I don’t blame Link for disliking his first grade teacher. She repeatedly called him stubborn to his face and had a complete lack of understanding of his personality. We fixed her understanding and she stopped calling him stubborn, but he still remembers how she made him feel. And yet at the time he loved her and was convinced she could do no wrong. In the years since, the positive things the teacher did have faded away, leaving only the sharp memories.
For me it was my second grade teacher. I remember believing that she was beautiful and wonderful. But I also remember sitting in abject tears in front of the whole class, while she stood over me. She insisted that I tell her what I had used to scratch up the surface of my desk, and refused to listen when I tried to explain that I’d recently traded desks with a friend because I was short and the friend was tall. I also remember this teacher accusing me of sending love notes to boys, which showed a complete misunderstanding of who I was at that time. Now I think of her and she isn’t even pretty, let alone beautiful.

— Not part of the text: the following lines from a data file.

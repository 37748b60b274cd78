//! Core storage traits and abstractions.
//!
//! This module provides the foundational pieces of the persistence layer:
//!
//! - [`Backend`] - Backend description (kind, capabilities, naming)
//! - [`DocumentStorage`] - Uniform CRUD operations
//! - [`ChangeFeedProvider`] / [`Subscription`] - Cancellable live change feeds
//! - [`ConnectionManager`] - One cached session per connection string
//! - [`CollectionProvisioner`] - Memoized collection and index creation
//! - [`OperationContext`] - Deadlines and cancellation for every call
//!
//! # Trait Hierarchy
//!
//! ```text
//! Backend
//!     └── DocumentStorage
//!             └── change_feed() -> Option<&dyn ChangeFeedProvider>
//! ```
//!
//! Backends share no code, only these contracts.
//!
//! # Example: Implementing a Storage Backend
//!
//! ```ignore
//! use async_trait::async_trait;
//! use neutrino_persistence::core::{Backend, DocumentStorage, OperationContext};
//! use neutrino_persistence::types::{CollectionRef, Document};
//! use neutrino_persistence::error::StorageResult;
//!
//! #[derive(Debug)]
//! struct MyBackend {
//!     // ... backend-specific fields
//! }
//!
//! #[async_trait]
//! impl DocumentStorage for MyBackend {
//!     async fn insert(
//!         &self,
//!         ctx: &OperationContext,
//!         collection: &CollectionRef,
//!         doc: Document,
//!     ) -> StorageResult<Document> {
//!         // Implementation...
//!         todo!()
//!     }
//!
//!     // ... implement other required methods
//! }
//! ```

pub mod backend;
pub mod changes;
pub mod connection;
pub mod context;
pub mod provision;
pub mod storage;

// Re-export main types
pub use backend::{Backend, BackendCapability, BackendKind};
pub use changes::{ChangeCursor, ChangeFeedProvider, Subscription};
pub use connection::{ConnectionHandle, ConnectionManager, Connector, redact_connection_string};
pub use context::OperationContext;
pub use provision::CollectionProvisioner;
pub use storage::DocumentStorage;
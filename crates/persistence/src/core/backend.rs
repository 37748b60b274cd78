//! Backend abstraction.
//!
//! This module defines the [`Backend`] trait, the part of every storage
//! backend that describes it rather than executes operations: its kind, its
//! capabilities, its identifier field, and its collection naming rules.
//! [`DocumentStorage`](super::DocumentStorage) builds on it.

use std::fmt::Debug;

use async_trait::async_trait;

use crate::error::BackendError;
use crate::tenant::NamingRules;

/// Identifies the type of storage backend.
#[derive(Debug, Clone, Copy, PartialEq, Eq, Hash)]
pub enum BackendKind {
    /// In-process simulation backend.
    Memory,
    /// MongoDB (document store).
    MongoDB,
    /// RethinkDB (document store with change feeds).
    RethinkDB,
    /// Custom or unknown backend.
    Custom(&'static str),
}

impl std::fmt::Display for BackendKind {
    fn fmt(&self, f: &mut std::fmt::Formatter<'_>) -> std::fmt::Result {
        match self {
            BackendKind::Memory => write!(f, "memory"),
            BackendKind::MongoDB => write!(f, "mongodb"),
            BackendKind::RethinkDB => write!(f, "rethinkdb"),
            BackendKind::Custom(name) => write!(f, "{}", name),
        }
    }
}

/// Capabilities that a backend may support.
///
/// Used for runtime capability discovery before optional operations.
#[derive(Debug, Clone, Copy, PartialEq, Eq, Hash)]
pub enum BackendCapability {
    /// Basic CRUD operations.
    Crud,
    /// Field projection on reads.
    Projection,
    /// Live change feeds over filtered collections.
    ChangeFeed,
    /// Secondary (including unique and text) indexes.
    SecondaryIndexes,
}

impl std::fmt::Display for BackendCapability {
    fn fmt(&self, f: &mut std::fmt::Formatter<'_>) -> std::fmt::Result {
        let name = match self {
            BackendCapability::Crud => "crud",
            BackendCapability::Projection => "projection",
            BackendCapability::ChangeFeed => "change-feed",
            BackendCapability::SecondaryIndexes => "secondary-indexes",
        };
        write!(f, "{}", name)
    }
}

/// A storage backend.
///
/// # Example
///
/// ```ignore
/// use neutrino_persistence::core::{Backend, BackendCapability};
///
/// if backend.supports(BackendCapability::ChangeFeed) {
///     // Subscribe to live changes
/// } else {
///     // Poll instead
/// }
/// ```
#[async_trait]
pub trait Backend: Send + Sync + Debug {
    /// Returns the kind of backend.
    fn kind(&self) -> BackendKind;

    /// Returns a human-readable name for this backend.
    fn name(&self) -> &'static str;

    /// Returns all capabilities supported by this backend.
    fn capabilities(&self) -> Vec<BackendCapability>;

    /// Checks if this backend supports the given capability.
    fn supports(&self, capability: BackendCapability) -> bool {
        self.capabilities().contains(&capability)
    }

    /// Name of the document identifier field (`_id` or `id`).
    fn id_field(&self) -> &'static str;

    /// Rules for turning logical collections into physical names.
    fn naming_rules(&self) -> &NamingRules;

    /// Checks that the backend is reachable, connecting if needed.
    async fn health_check(&self) -> Result<(), BackendError>;
}

#[cfg(test)]
mod tests {
    use super::*;

    #[test]
    fn test_backend_kind_display() {
        assert_eq!(BackendKind::Memory.to_string(), "memory");
        assert_eq!(BackendKind::MongoDB.to_string(), "mongodb");
        assert_eq!(BackendKind::RethinkDB.to_string(), "rethinkdb");
        assert_eq!(BackendKind::Custom("custom-db").to_string(), "custom-db");
    }

    #[test]
    fn test_backend_capability_display() {
        assert_eq!(BackendCapability::Crud.to_string(), "crud");
        assert_eq!(BackendCapability::ChangeFeed.to_string(), "change-feed");
        assert_eq!(
            BackendCapability::SecondaryIndexes.to_string(),
            "secondary-indexes"
        );
    }
}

I wonder what Gleek will say of her Kindergarten teacher if I ask her again in a few years.
The good news is that this year’s teachers are amazing. I like them both. I think that the kids will walk away from this year loving their teachers and they will continue to think fondly on them even when the years go by. That will be like my first grade teacher, who I loved unquestioningly. I’m still glad every time I think of her even though I don’t remember her very well anymore.